They Said It Was 9 Courses, But It Was Really More Like 13

Posted by Big Daddy Paul in Amy and Me, Cooking and Eating

We celebrate our anniversary, and when I say celebrate, I mean we go the whole hog. Some of you may only celebrate half a hog (or even less) and to you I say boo. We usually go out of town and stay at a nice hotel, get massaged, enjoy a an exquisite meal, and talk about what we like about each other. This year we didn’t really want to go anywhere, so we decided to spend our time and a huge brick of our hard earned money (the state of california says that I get half!) at the Ritz Carlton. We went a hog and a half. The room was immaculate, containing over 30 pillows, and the massage therapist had the softest hands I have ever felt. They give you a glass of sparkling wine at reception, so even that is a joy. But all of these things were easily outshined by the best meal that we have ever had, or likely to ever have again.

I am a little hazy on the details, because we drank two bottles of wine that we brought back from France a few years ago, and also because we spent three and a half hours at dinner and everything kind of runs together. We started with an amuse bouche of a puff containing cheese and basil, followed by a dish that was best remembered as having basil seeds in it. Basil seeds are like little baby bunnies in that they scatter when you try to pin them down and eat them with a fork. The dish was supposed to highlight a Japanese fresh water fish that Amy liked, but since I got no fish, I hunted seeds.

The third thing they brought was a poached quail egg served with caviar on, get this a glass jar of cedar smoke.
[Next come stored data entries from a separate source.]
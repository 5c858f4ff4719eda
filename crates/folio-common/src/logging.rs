//! Structured logging infrastructure for Folio

use tracing_subscriber::{
    fmt::{self, format::FmtSpan, MakeWriter},
    layer::SubscriberExt,
    util::SubscriberInitExt,
    EnvFilter,
};

use crate::error::{FolioError, FolioResult};

/// Configuration for the logging system
#[derive(Debug, Clone)]
pub struct LoggingConfig {
    /// Log level filter (e.g., "info", "debug", "folio_i18n=trace")
    pub level: String,
    /// Whether to use the compact single-line format
    pub compact_format: bool,
    /// Whether to use the multi-line pretty format
    pub pretty_format: bool,
    /// Whether to include span open/close events in the output
    pub include_spans: bool,
    /// Whether to include timestamps; the browser has no wall clock for the fmt timer
    pub include_timestamps: bool,
    /// Whether to include target module information
    pub include_targets: bool,
}

impl Default for LoggingConfig {
    fn default() -> Self {
        Self {
            level: "info".to_string(),
            compact_format: false,
            pretty_format: true,
            include_spans: false,
            include_timestamps: true,
            include_targets: true,
        }
    }
}

impl LoggingConfig {
    /// Settings suited to the browser console.
    pub fn browser(level: impl Into<String>) -> Self {
        Self {
            level: level.into(),
            compact_format: true,
            pretty_format: false,
            include_spans: false,
            include_timestamps: false,
            include_targets: true,
        }
    }

    fn env_filter(&self) -> EnvFilter {
        EnvFilter::try_new(&self.level).unwrap_or_else(|_| EnvFilter::new("info"))
    }

    fn span_events(&self) -> FmtSpan {
        if self.include_spans {
            FmtSpan::NEW | FmtSpan::CLOSE
        } else {
            FmtSpan::NONE
        }
    }
}

/// Initialize the tracing subscriber writing through `writer`.
pub fn init_logging_with_writer<W>(config: &LoggingConfig, writer: W, ansi: bool) -> FolioResult<()>
where
    W: for<'a> MakeWriter<'a> + Send + Sync + 'static,
{
    let registry = tracing_subscriber::registry().with(config.env_filter());
    let span_events = config.span_events();

    let result = match (config.compact_format, config.include_timestamps) {
        (true, true) => registry
            .with(
                fmt::layer()
                    .compact()
                    .with_ansi(ansi)
                    .with_span_events(span_events)
                    .with_target(config.include_targets)
                    .with_writer(writer),
            )
            .try_init(),
        (true, false) => registry
            .with(
                fmt::layer()
                    .compact()
                    .without_time()
                    .with_ansi(ansi)
                    .with_span_events(span_events)
                    .with_target(config.include_targets)
                    .with_writer(writer),
            )
            .try_init(),
        (false, true) if config.pretty_format => registry
            .with(
                fmt::layer()
                    .pretty()
                    .with_ansi(ansi)
                    .with_span_events(span_events)
                    .with_target(config.include_targets)
                    .with_writer(writer),
            )
            .try_init(),
        (false, true) => registry
            .with(
                fmt::layer()
                    .with_ansi(ansi)
                    .with_span_events(span_events)
                    .with_target(config.include_targets)
                    .with_writer(writer),
            )
            .try_init(),
        (false, false) => registry
            .with(
                fmt::layer()
                    .without_time()
                    .with_ansi(ansi)
                    .with_span_events(span_events)
                    .with_target(config.include_targets)
                    .with_writer(writer),
            )
            .try_init(),
    };

    result.map_err(|e| FolioError::config(format!("Failed to install log subscriber: {e}")))
}

#[cfg(test)]
mod tests {
    use super::*;

    #[test]
    fn test_default_config() {
        let config = LoggingConfig::default();
        assert_eq!(config.level, "info");
        assert!(!config.compact_format);
        assert!(config.pretty_format);
        assert!(config.include_timestamps);
        assert!(config.include_targets);
    }

    #[test]
    fn test_browser_config_has_no_timer() {
        let config = LoggingConfig::browser("debug");
        assert_eq!(config.level, "debug");
        assert!(config.compact_format);
        assert!(!config.include_timestamps);
    }

    #[test]
    fn test_invalid_level_falls_back() {
        let config = LoggingConfig {
            level: "not a [valid filter".to_string(),
            ..LoggingConfig::default()
        };
        // Should not panic
        let _filter = config.env_filter();
    }

    #[test]
    fn test_second_install_is_config_error() {
        let config = LoggingConfig::browser("warn");
        let _ = init_logging_with_writer(&config, std::io::sink, false);

        let second = init_logging_with_writer(&config, std::io::sink, false);
        assert!(matches!(second, Err(FolioError::Config { .. })));
    }
}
The spoon that was brought with the dish covered a tiny whole on the top of the glass, so that when you lifted the spoon off, the air was filled with cedar smoke. It was similar to a proper shooter, but instead of licking some salt, squeezing a lime and downing a shot, you breathed in some cedar smoke, lifted some caviar, and downed it with some quail egg. Amy never really understood a thing the waiters said the whole night long (they were low talkers) so her smoke escaped within seconds of the dish arriving. By the way, quail eggs are ridiculously tasty, although they are only the size of a loogie, they taste like butter. If you ever see quail running around where you live, follow them home and steal their unborn children. You’ll thank me, even if you don’t have any cedar to burn with it.

I was a little concerned after the third course that the meal was going to be a little sparse because, while I probably had already consumed 1,000 calories, I only had three of four real bites of food. Things weren’t looking up when the next course arrived, three tiny mushrooms and two carrots in a large bowl. Amy got abalone, but I got a mostly empty bowl. Luckily it was soon filled tableside with a corn and sweet pepper soup. The taste of the mushrooms and soup blended perfectly with each other, and I soon realized that I shouldn’t worry about how much food I was getting, but rather enjoying the varying tastes and textures that were arriving with each new course.
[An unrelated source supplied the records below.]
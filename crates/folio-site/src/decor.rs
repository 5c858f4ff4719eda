//! Decorative effects: load-time fade-in and hover icon swap.

use folio_common::Scheduler;
use folio_config::schema::DecorConfig;
use folio_dom::{Dom, Selector};
use std::rc::Rc;
use tracing::debug;

/// Applies the page's decorative effects.
pub struct Decor<D: Dom> {
    dom: D,
    config: DecorConfig,
    scheduler: Rc<dyn Scheduler>,
}

impl<D: Dom + Clone + 'static> Decor<D> {
    /// Creates the effects for `dom`.
    pub fn new(dom: D, config: DecorConfig, scheduler: Rc<dyn Scheduler>) -> Self {
        Self {
            dom,
            config,
            scheduler,
        }
    }

    /// Marks the body loaded and schedules the staggered fade-in.
    ///
    /// Returns the number of elements scheduled.
    pub fn on_load(&self) -> usize {
        if let Some(body) = self.dom.body() {
            self.dom.add_class(&body, &self.config.body_loaded_class);
        }

        let targets = self
            .dom
            .query_all(&Selector::any_class(self.config.fade_in_targets.iter().map(String::as_str)));
        for (index, element) in targets.iter().enumerate() {
            let dom = self.dom.clone();
            let element = element.clone();
            let class = self.config.fade_in_class.clone();
            let delay = self.scheduler.sleep(self.config.fade_in_delay(index));
            self.scheduler.spawn(Box::pin(async move {
                delay.await;
                dom.add_class(&element, &class);
            }));
        }

        debug!("Scheduled fade-in for {} elements", targets.len());
        targets.len()
    }

    /// Icons swapped while hovering: `link` itself or its descendants.
    pub fn hover_icons(&self, link: &D::Node) -> Vec<D::Node> {
        let selector = Selector::any_class(self.config.hover_icon_classes.iter().map(String::as_str));
        let mut icons = Vec::new();
        if self.config.hover_icon_classes.iter().any(|class| self.dom.has_class(link, class)) {
            icons.push(link.clone());
        }
        icons.extend(self.dom.query_within(link, &selector));
        icons
    }

    /// Shows the hover image.
    pub fn hover_enter(&self, link: &D::Node) {
        self.set_icon_src(link, &self.config.hover_icon_src);
    }

    /// Restores the resting image.
    pub fn hover_leave(&self, link: &D::Node) {
        self.set_icon_src(link, &self.config.rest_icon_src);
    }

    fn set_icon_src(&self, link: &D::Node, src: &str) {
        for icon in self.hover_icons(link) {
            self.dom.set_attribute(&icon, "src", src);
        }
    }
}
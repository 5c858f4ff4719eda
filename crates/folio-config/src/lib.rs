//! # Folio Config
//!
//! Type-safe configuration for Folio.
//!
//! This crate describes the DOM contract the page exposes (class and
//! attribute names), where content files live, and the timing of the
//! deferred page behaviors. Every field has a default matching the
//! published page, so an empty document is a valid configuration.

#![warn(missing_docs)]
#![warn(clippy::all)]
#![warn(clippy::pedantic)]
#![warn(clippy::nursery)]
#![allow(clippy::module_name_repetitions)]

pub mod defaults;
pub mod loader;
pub mod schema;
pub mod validator;

pub use loader::*;
pub use schema::*;
pub use validator::*;
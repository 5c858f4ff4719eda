//! Integration tests for folio-common crate.

use folio_common::{parse_fragment, FolioError, Locale, ProjectId, SectionId};

#[test]
fn test_section_id_display() {
    let section = SectionId::new("interactive-fictions");
    assert_eq!(format!("{}", section), "interactive-fictions");
    assert_eq!(section, SectionId::from("interactive-fictions"));
}

#[test]
fn test_project_id_display() {
    let project = ProjectId::from("echoes");
    assert_eq!(format!("{}", project), "echoes");
    assert_eq!(project.content_file(), "echoes.json");
}

#[test]
fn test_locale_roundtrip_through_code() {
    for locale in Locale::ALL {
        assert_eq!(Locale::from_code(locale.code()), Some(locale));
        assert_eq!(locale.to_string(), locale.code());
    }
}

#[test]
fn test_fragment_to_section() {
    let section = parse_fragment("#about").map(SectionId::new);
    assert_eq!(section, Some(SectionId::new("about")));
}

#[test]
fn test_unknown_locale_is_validation_error() {
    let err = "pt".parse::<Locale>().unwrap_err();
    assert!(matches!(err, FolioError::Validation { .. }));
}
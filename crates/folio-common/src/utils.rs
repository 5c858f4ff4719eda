//! Shared utility functions.

/// Strips the leading `#` from a location fragment, returning `None` when empty.
pub fn parse_fragment(hash: &str) -> Option<String> {
    let trimmed = hash.strip_prefix('#').unwrap_or(hash).trim();
    if trimmed.is_empty() {
        None
    } else {
        Some(trimmed.to_string())
    }
}

/// Returns the non-empty remainder of `id` after `prefix` (`lang-es` -> `es`).
pub fn suffix_after<'a>(id: &'a str, prefix: &str) -> Option<&'a str> {
    id.strip_prefix(prefix).filter(|rest| !rest.is_empty())
}

/// Returns `Some(text)` only when the text is non-empty.
pub fn non_empty(text: Option<&str>) -> Option<&str> {
    text.filter(|t| !t.is_empty())
}

#[cfg(test)]
mod tests {
    use super::*;

    #[test]
    fn test_parse_fragment() {
        assert_eq!(parse_fragment("#contact"), Some("contact".to_string()));
        assert_eq!(parse_fragment("contact"), Some("contact".to_string()));
        assert_eq!(parse_fragment("#"), None);
        assert_eq!(parse_fragment(""), None);
    }

    #[test]
    fn test_suffix_after() {
        assert_eq!(suffix_after("lang-es", "lang-"), Some("es"));
        assert_eq!(suffix_after("lang-", "lang-"), None);
        assert_eq!(suffix_after("nav-es", "lang-"), None);
    }

    #[test]
    fn test_non_empty() {
        assert_eq!(non_empty(Some("x")), Some("x"));
        assert_eq!(non_empty(Some("")), None);
        assert_eq!(non_empty(None), None);
    }
}
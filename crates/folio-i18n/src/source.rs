//! Content sources
//!
//! A [`ContentSource`] returns the raw text of a content file such as
//! `about.json` or `echoes.json`. Parsing and caching happen above it.

use crate::error::ContentError;
use async_trait::async_trait;
use folio_common::{FolioError, FolioResult};
use folio_config::schema::ContentConfig;
use reqwest::header::{CACHE_CONTROL, PRAGMA};
use reqwest::Client;
use std::cell::{Cell, RefCell};
use std::collections::HashMap;
use std::rc::Rc;
use tracing::{debug, instrument};
use url::Url;

/// Fetches content files by relative path.
#[cfg_attr(test, mockall::automock)]
#[async_trait(?Send)]
pub trait ContentSource {
    /// Raw text of the file at `path`.
    async fn fetch(&self, path: &str) -> Result<String, ContentError>;
}

/// Monotonically increasing cache-busting token.
///
/// Seeded from the clock so tokens also differ across page loads.
#[derive(Debug)]
pub struct CacheBuster {
    next: Cell<u64>,
}

impl CacheBuster {
    /// Starts counting at `seed`.
    pub const fn starting_at(seed: u64) -> Self {
        Self {
            next: Cell::new(seed),
        }
    }

    /// Seeds from the current time in milliseconds.
    pub fn from_clock() -> Self {
        Self::starting_at(now_millis())
    }

    /// Returns a fresh token.
    pub fn next_token(&self) -> u64 {
        let token = self.next.get();
        self.next.set(token.wrapping_add(1));
        token
    }
}

#[cfg(not(target_arch = "wasm32"))]
fn now_millis() -> u64 {
    std::time::SystemTime::now()
        .duration_since(std::time::UNIX_EPOCH)
        .map(|elapsed| u64::try_from(elapsed.as_millis()).unwrap_or(u64::MAX))
        .unwrap_or(0)
}

#[cfg(target_arch = "wasm32")]
#[allow(clippy::cast_possible_truncation, clippy::cast_sign_loss)]
fn now_millis() -> u64 {
    js_sys::Date::now() as u64
}

/// HTTP content source.
#[derive(Debug)]
pub struct HttpContentSource {
    client: Client,
    base: Url,
    bypass_cache: bool,
    buster: CacheBuster,
}

impl HttpContentSource {
    /// Creates a source resolving paths against `base`.
    pub fn new(base: Url, bypass_cache: bool) -> Self {
        Self {
            client: Client::new(),
            base,
            bypass_cache,
            buster: CacheBuster::from_clock(),
        }
    }

    /// Creates a source from configuration, resolving a relative base against `page_url`.
    pub fn from_config(config: &ContentConfig, page_url: &str) -> FolioResult<Self> {
        let page = Url::parse(page_url)
            .map_err(|e| FolioError::config_with_source(format!("Invalid page URL: {page_url}"), e))?;

        // A base without a trailing slash would replace its last segment on join.
        let mut base_url = config.base_url.clone();
        if !base_url.ends_with('/') {
            base_url.push('/');
        }

        let base = page.join(&base_url).map_err(|e| {
            FolioError::config_with_source(format!("Invalid content base URL: {}", config.base_url), e)
        })?;

        Ok(Self::new(base, config.bypass_cache))
    }

    /// Replaces the token generator.
    #[must_use]
    pub fn with_cache_buster(mut self, buster: CacheBuster) -> Self {
        self.buster = buster;
        self
    }

    /// Base URL content paths are resolved against.
    pub const fn base(&self) -> &Url {
        &self.base
    }

    /// Absolute URL for `path`, carrying a fresh `v` token when bypassing caches.
    pub fn request_url(&self, path: &str) -> Result<Url, ContentError> {
        let mut url = self.base.join(path).map_err(|e| ContentError::InvalidPath {
            path: path.to_string(),
            message: e.to_string(),
        })?;

        if self.bypass_cache {
            url.query_pairs_mut()
                .append_pair("v", &self.buster.next_token().to_string());
        }

        Ok(url)
    }
}

#[async_trait(?Send)]
impl ContentSource for HttpContentSource {
    #[instrument(skip(self), fields(path = %path))]
    async fn fetch(&self, path: &str) -> Result<String, ContentError> {
        let url = self.request_url(path)?;
        debug!("Fetching content from: {}", url);

        let mut request = self.client.get(url);
        if self.bypass_cache {
            request = request.header(CACHE_CONTROL, "no-cache").header(PRAGMA, "no-cache");
        }

        let response = request.send().await.map_err(|e| ContentError::Fetch {
            path: path.to_string(),
            message: e.to_string(),
        })?;

        let status = response.status();
        if !status.is_success() {
            return Err(ContentError::Status {
                path: path.to_string(),
                status: status.as_u16(),
            });
        }

        response.text().await.map_err(|e| ContentError::Fetch {
            path: path.to_string(),
            message: e.to_string(),
        })
    }
}

/// Content source reading from a local directory.
#[cfg(not(target_arch = "wasm32"))]
#[derive(Debug, Clone)]
pub struct FileContentSource {
    root: std::path::PathBuf,
}

#[cfg(not(target_arch = "wasm32"))]
impl FileContentSource {
    /// Reads files below `root`.
    pub fn new(root: impl Into<std::path::PathBuf>) -> Self {
        Self { root: root.into() }
    }
}

#[cfg(not(target_arch = "wasm32"))]
#[async_trait(?Send)]
impl ContentSource for FileContentSource {
    async fn fetch(&self, path: &str) -> Result<String, ContentError> {
        let full_path = self.root.join(path);
        debug!("Reading content file: {}", full_path.display());

        tokio::fs::read_to_string(&full_path)
            .await
            .map_err(|source| ContentError::Io {
                path: path.to_string(),
                source,
            })
    }
}

#[derive(Debug, Default)]
struct MemoryFiles {
    files: HashMap<String, String>,
    requests: Vec<String>,
}

/// In-memory content source that records every request.
///
/// Clones share files and the request log. Missing paths answer with status 404.
#[derive(Debug, Clone, Default)]
pub struct MemoryContentSource {
    inner: Rc<RefCell<MemoryFiles>>,
}

impl MemoryContentSource {
    /// Creates an empty source.
    pub fn new() -> Self {
        Self::default()
    }

    /// Adds or replaces a file.
    #[must_use]
    pub fn with_file(self, path: impl Into<String>, body: impl Into<String>) -> Self {
        self.insert(path, body);
        self
    }

    /// Adds or replaces a file.
    pub fn insert(&self, path: impl Into<String>, body: impl Into<String>) {
        self.inner.borrow_mut().files.insert(path.into(), body.into());
    }

    /// Every requested path, in order.
    pub fn requests(&self) -> Vec<String> {
        self.inner.borrow().requests.clone()
    }

    /// Number of requests for `path`.
    pub fn request_count(&self, path: &str) -> usize {
        self.inner
            .borrow()
            .requests
            .iter()
            .filter(|requested| requested.as_str() == path)
            .count()
    }
}

#[async_trait(?Send)]
impl ContentSource for MemoryContentSource {
    async fn fetch(&self, path: &str) -> Result<String, ContentError> {
        let mut inner = self.inner.borrow_mut();
        inner.requests.push(path.to_string());
        inner.files.get(path).cloned().ok_or_else(|| ContentError::Status {
            path: path.to_string(),
            status: 404,
        })
    }
}
//! # Folio DOM
//!
//! The page as the rest of Folio sees it.
//!
//! Managers never touch a concrete document: they query and mutate through
//! the [`Dom`] trait with a small closed [`Selector`] language. Two
//! implementations exist:
//!
//! - [`MemoryDocument`], an in-memory element tree used for headless
//!   rendering and tests;
//! - `browser::BrowserDocument` (only on `wasm32`), backed by `web_sys`.
//!
//! The persisted language preference goes through [`PreferenceStore`].

#![warn(missing_docs)]
#![warn(clippy::all)]
#![warn(clippy::pedantic)]
#![warn(clippy::nursery)]
#![allow(clippy::module_name_repetitions)]

pub mod dom;
pub mod fixtures;
pub mod memory;
pub mod selector;
pub mod storage;

#[cfg(target_arch = "wasm32")]
pub mod browser;

pub use dom::Dom;
pub use memory::{ElementBuilder, MemoryDocument, NodeId};
pub use selector::Selector;
pub use storage::{MemoryPreferenceStore, PreferenceStore};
The next course blew my mind, as I I would never had order it. They brought me zucchini flowers stuffed with ricotta. Sounds like something people on survivor would eat, but it was awesome! The flavors worked perfectly together with a creamy texture, so already the tasting menu was a delight. I would have laughed at anyone ordering that (probably making the comment that, “why don’t you just order a dandelion and peanut butter sandwich?” I am not sure what Amy got, but it probably swam in the ocean at one point.
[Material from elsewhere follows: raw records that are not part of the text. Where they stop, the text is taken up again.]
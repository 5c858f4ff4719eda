//! Browser entry point.

use crate::site::{embedded_config, Site};
use anyhow::{anyhow, Context};
use folio_common::logging::init_logging_with_writer;
use folio_common::LoggingConfig;
use folio_dom::browser::{BrowserDocument, BrowserScheduler, LocalStorageStore};
use folio_dom::{Dom, MemoryPreferenceStore, PreferenceStore, Selector};
use folio_i18n::HttpContentSource;
use folio_nav::KeyInput;
use std::io;
use std::rc::Rc;
use tracing::{info, warn, Level, Metadata};
use tracing_subscriber::fmt::MakeWriter;
use wasm_bindgen::prelude::*;
use web_sys::{Element, Event, EventTarget, KeyboardEvent};

type BrowserSite = Site<BrowserDocument>;

/// Buffers one formatted event and hands it to the console on drop.
pub struct ConsoleWriter {
    level: Level,
    buffer: Vec<u8>,
}

impl io::Write for ConsoleWriter {
    fn write(&mut self, buf: &[u8]) -> io::Result<usize> {
        self.buffer.extend_from_slice(buf);
        Ok(buf.len())
    }

    fn flush(&mut self) -> io::Result<()> {
        Ok(())
    }
}

impl Drop for ConsoleWriter {
    fn drop(&mut self) {
        let text = String::from_utf8_lossy(&self.buffer);
        let line = text.trim_end();
        if line.is_empty() {
            return;
        }
        let value = JsValue::from_str(line);
        match self.level {
            Level::ERROR => web_sys::console::error_1(&value),
            Level::WARN => web_sys::console::warn_1(&value),
            _ => web_sys::console::log_1(&value),
        }
    }
}

/// [`MakeWriter`] targeting the browser console.
#[derive(Debug, Clone, Copy, Default)]
pub struct ConsoleMakeWriter;

impl<'a> MakeWriter<'a> for ConsoleMakeWriter {
    type Writer = ConsoleWriter;

    fn make_writer(&'a self) -> Self::Writer {
        ConsoleWriter {
            level: Level::INFO,
            buffer: Vec::new(),
        }
    }

    fn make_writer_for(&'a self, meta: &Metadata<'_>) -> Self::Writer {
        ConsoleWriter {
            level: *meta.level(),
            buffer: Vec::new(),
        }
    }
}

fn js_error(value: &JsValue) -> anyhow::Error {
    anyhow!(value.as_string().unwrap_or_else(|| format!("{value:?}")))
}

fn listen<F>(target: &EventTarget, event: &str, handler: F) -> anyhow::Result<()>
where
    F: FnMut(Event) + 'static,
{
    let closure = Closure::<dyn FnMut(Event)>::new(handler);
    target
        .add_event_listener_with_callback(event, closure.as_ref().unchecked_ref())
        .map_err(|e| js_error(&e))
        .with_context(|| format!("Failed to listen for '{event}'"))?;
    // Listeners live as long as the page.
    closure.forget();
    Ok(())
}

fn wire_clicks(site: &Rc<BrowserSite>, document: &BrowserDocument) -> anyhow::Result<()> {
    let contract = &site.config().dom;
    let controls = document.query_all(&Selector::any_class([
        contract.language_button_class.as_str(),
        contract.tab_class.as_str(),
    ]));

    for control in controls {
        let site = Rc::clone(site);
        let target = control.clone();
        listen(&control, "click", move |event| {
            if site.handle_click(&target) {
                event.prevent_default();
            }
        })?;
    }
    Ok(())
}

fn wire_keyboard(site: &Rc<BrowserSite>, document: &BrowserDocument) -> anyhow::Result<()> {
    let site = Rc::clone(site);
    listen(document.document(), "keydown", move |event| {
        let Some(key) = event.dyn_ref::<KeyboardEvent>() else {
            return;
        };
        let input = KeyInput {
            ctrl: key.ctrl_key(),
            meta: key.meta_key(),
            alt: key.alt_key(),
            shift: key.shift_key(),
            ..KeyInput::from_key(&key.key())
        };
        if site.handle_key(&input) {
            event.prevent_default();
        }
    })
}

fn wire_hover(site: &Rc<BrowserSite>, document: &BrowserDocument) -> anyhow::Result<()> {
    let classes = &site.config().decor.hover_icon_classes;
    let icons = document.query_all(&Selector::any_class(classes.iter().map(String::as_str)));

    for icon in icons {
        let link: Element = match icon.closest("a") {
            Ok(Some(link)) => link,
            _ => icon,
        };

        let enter_site = Rc::clone(site);
        let enter_link = link.clone();
        listen(&link, "mouseenter", move |_| enter_site.hover_enter(&enter_link))?;

        let leave_site = Rc::clone(site);
        let leave_link = link.clone();
        listen(&link, "mouseleave", move |_| leave_site.hover_leave(&leave_link))?;
    }
    Ok(())
}

fn on_ready(site: &Rc<BrowserSite>, document: &BrowserDocument) {
    site.start();
    let wired = wire_clicks(site, document)
        .and_then(|()| wire_keyboard(site, document))
        .and_then(|()| wire_hover(site, document));
    if let Err(e) = wired {
        warn!("Event wiring incomplete: {:#}", e);
    }
}

fn run() -> anyhow::Result<()> {
    let config = embedded_config();
    if let Err(e) = init_logging_with_writer(
        &LoggingConfig::browser(config.logging.level.clone()),
        ConsoleMakeWriter,
        false,
    ) {
        web_sys::console::warn_1(&JsValue::from_str(&e.to_string()));
    }

    let document = BrowserDocument::from_window().context("Failed to bind to the page")?;
    let window = document.window().clone();

    let page_url = window.location().href().map_err(|e| js_error(&e))?;
    let source = HttpContentSource::from_config(&config.content, &page_url)
        .context("Failed to set up content loading")?;

    let store: Rc<dyn PreferenceStore> = match LocalStorageStore::open(&window) {
        Ok(store) => Rc::new(store),
        Err(e) => {
            warn!("Language preference will not persist: {}", e);
            Rc::new(MemoryPreferenceStore::new())
        }
    };

    let site = Rc::new(Site::new(
        document.clone(),
        config,
        Rc::new(source),
        store,
        Rc::new(BrowserScheduler),
    ));

    let ready_state = document.document().ready_state();
    if ready_state == "loading" {
        let ready_site = Rc::clone(&site);
        let ready_document = document.clone();
        listen(document.document(), "DOMContentLoaded", move |_| {
            on_ready(&ready_site, &ready_document);
        })?;
    } else {
        on_ready(&site, &document);
    }

    if ready_state == "complete" {
        site.on_load();
    } else {
        let load_site = Rc::clone(&site);
        listen(&window, "load", move |_| load_site.on_load())?;
    }

    info!("Portfolio scripts attached");
    Ok(())
}

/// Module start function.
#[wasm_bindgen(start)]
pub fn start() -> Result<(), JsValue> {
    run().map_err(|e| JsValue::from_str(&format!("{e:#}")))
}
//! Configuration loading utilities

use crate::schema::SiteConfig;
use crate::validator::ConfigValidator;
use folio_common::{FolioError, FolioResult, Locale};
use std::env;
use std::path::Path;
use thiserror::Error;
use tracing::{debug, info};

/// Configuration loading errors
#[derive(Debug, Error)]
pub enum ConfigError {
    /// I/O error when reading configuration file
    #[error("Failed to read configuration file: {0}")]
    IoError(#[from] std::io::Error),

    /// YAML parsing error
    #[error("Failed to parse YAML configuration: {0}")]
    ParseError(#[from] serde_yaml::Error),

    /// Configuration validation error
    #[error("Configuration validation failed: {}", .0.join("; "))]
    ValidationError(Vec<String>),

    /// Environment variable parsing error
    #[error("Failed to parse environment variable '{var}': {source}")]
    EnvParseError {
        /// Name of the variable
        var: String,
        /// Conversion failure for its value
        #[source]
        source: Box<dyn std::error::Error + Send + Sync>,
    },
}

impl From<ConfigError> for FolioError {
    fn from(err: ConfigError) -> Self {
        FolioError::config_with_source("Failed to load site configuration", err)
    }
}

/// Configuration loader for the site
pub struct ConfigLoader;

impl ConfigLoader {
    /// Load configuration from a YAML file with environment variable overrides
    pub fn load_config<P: AsRef<Path>>(path: P) -> Result<SiteConfig, ConfigError> {
        debug!("Reading configuration from {:?}", path.as_ref());
        let content = std::fs::read_to_string(path.as_ref())?;
        let mut config: SiteConfig = serde_yaml::from_str(&content)?;

        Self::apply_env_overrides(&mut config)?;
        ConfigValidator::validate(&config)?;

        Ok(config)
    }

    /// Parse configuration from YAML text, e.g. a document embedded at build time.
    ///
    /// Environment overrides are not applied.
    pub fn from_yaml_str(yaml: &str) -> Result<SiteConfig, ConfigError> {
        let config: SiteConfig = serde_yaml::from_str(yaml)?;
        ConfigValidator::validate(&config)?;
        Ok(config)
    }

    /// Load configuration from the environment and well-known files
    pub fn load() -> FolioResult<SiteConfig> {
        let config = if let Ok(config_path) = env::var("FOLIO_CONFIG_PATH") {
            Self::load_config(&config_path)?
        } else if Path::new("folio.yaml").exists() {
            Self::load_config("folio.yaml")?
        } else if Path::new("folio.yml").exists() {
            Self::load_config("folio.yml")?
        } else {
            let mut config = SiteConfig::default();
            Self::apply_env_overrides(&mut config)?;
            ConfigValidator::validate(&config)?;
            config
        };

        info!(
            "Configuration loaded (default locale: {}, default section: {})",
            config.localization.default_locale, config.navigation.default_section
        );
        Ok(config)
    }

    /// Load configuration from a specific file
    pub fn load_from_file<P: AsRef<Path>>(path: P) -> FolioResult<SiteConfig> {
        Ok(Self::load_config(path)?)
    }

    /// Apply environment variable overrides to configuration
    fn apply_env_overrides(config: &mut SiteConfig) -> Result<(), ConfigError> {
        Self::apply_overrides(config, |var| env::var(var).ok())
    }

    /// Apply overrides read through `lookup`, which maps a variable name to its value.
    pub fn apply_overrides<F>(config: &mut SiteConfig, lookup: F) -> Result<(), ConfigError>
    where
        F: Fn(&str) -> Option<String>,
    {
        if let Some(base_url) = lookup("FOLIO_CONTENT_BASE_URL") {
            config.content.base_url = base_url;
        }

        if let Some(bypass) = lookup("FOLIO_BYPASS_CACHE") {
            config.content.bypass_cache = bypass.parse().map_err(|e| ConfigError::EnvParseError {
                var: "FOLIO_BYPASS_CACHE".to_string(),
                source: Box::new(e),
            })?;
        }

        if let Some(locale) = lookup("FOLIO_DEFAULT_LOCALE") {
            config.localization.default_locale =
                locale
                    .parse::<Locale>()
                    .map_err(|e| ConfigError::EnvParseError {
                        var: "FOLIO_DEFAULT_LOCALE".to_string(),
                        source: Box::new(e),
                    })?;
        }

        if let Some(key) = lookup("FOLIO_STORAGE_KEY") {
            config.localization.storage_key = key;
        }

        if let Some(section) = lookup("FOLIO_DEFAULT_SECTION") {
            config.navigation.default_section = section;
        }

        if let Some(delay) = lookup("FOLIO_DEEP_LINK_DELAY_MS") {
            config.navigation.deep_link_delay_ms =
                delay.parse().map_err(|e| ConfigError::EnvParseError {
                    var: "FOLIO_DEEP_LINK_DELAY_MS".to_string(),
                    source: Box::new(e),
                })?;
        }

        if let Some(level) = lookup("FOLIO_LOG_LEVEL") {
            config.logging.level = level;
        }

        Ok(())
    }
}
At the arrival of the sixth course, I knew the meal was going to be special. I received a braised ox tail ravioli in its braising liquid. At this point, I was fine with how much the dinner cost, as this one dish involved cutting off an ox’s tail, braising it, peeling it off the bone, putting into a fresh made ravioli, and then reducing the braising liquid into a yummy sauce. All that work went into just one of our many courses. (By the way, ox tail raviolis are, indeed, delicious. If you live near any oxen, chop off their tails and then follow the above recipe for a wonderful culinary delight.) Amy had something which translated to “stupid clam” tongue. We were kinda drunk, they talked kinda low, so some of the items are not very clear to us. Whatever Amy had it was large, triangular and licked her back.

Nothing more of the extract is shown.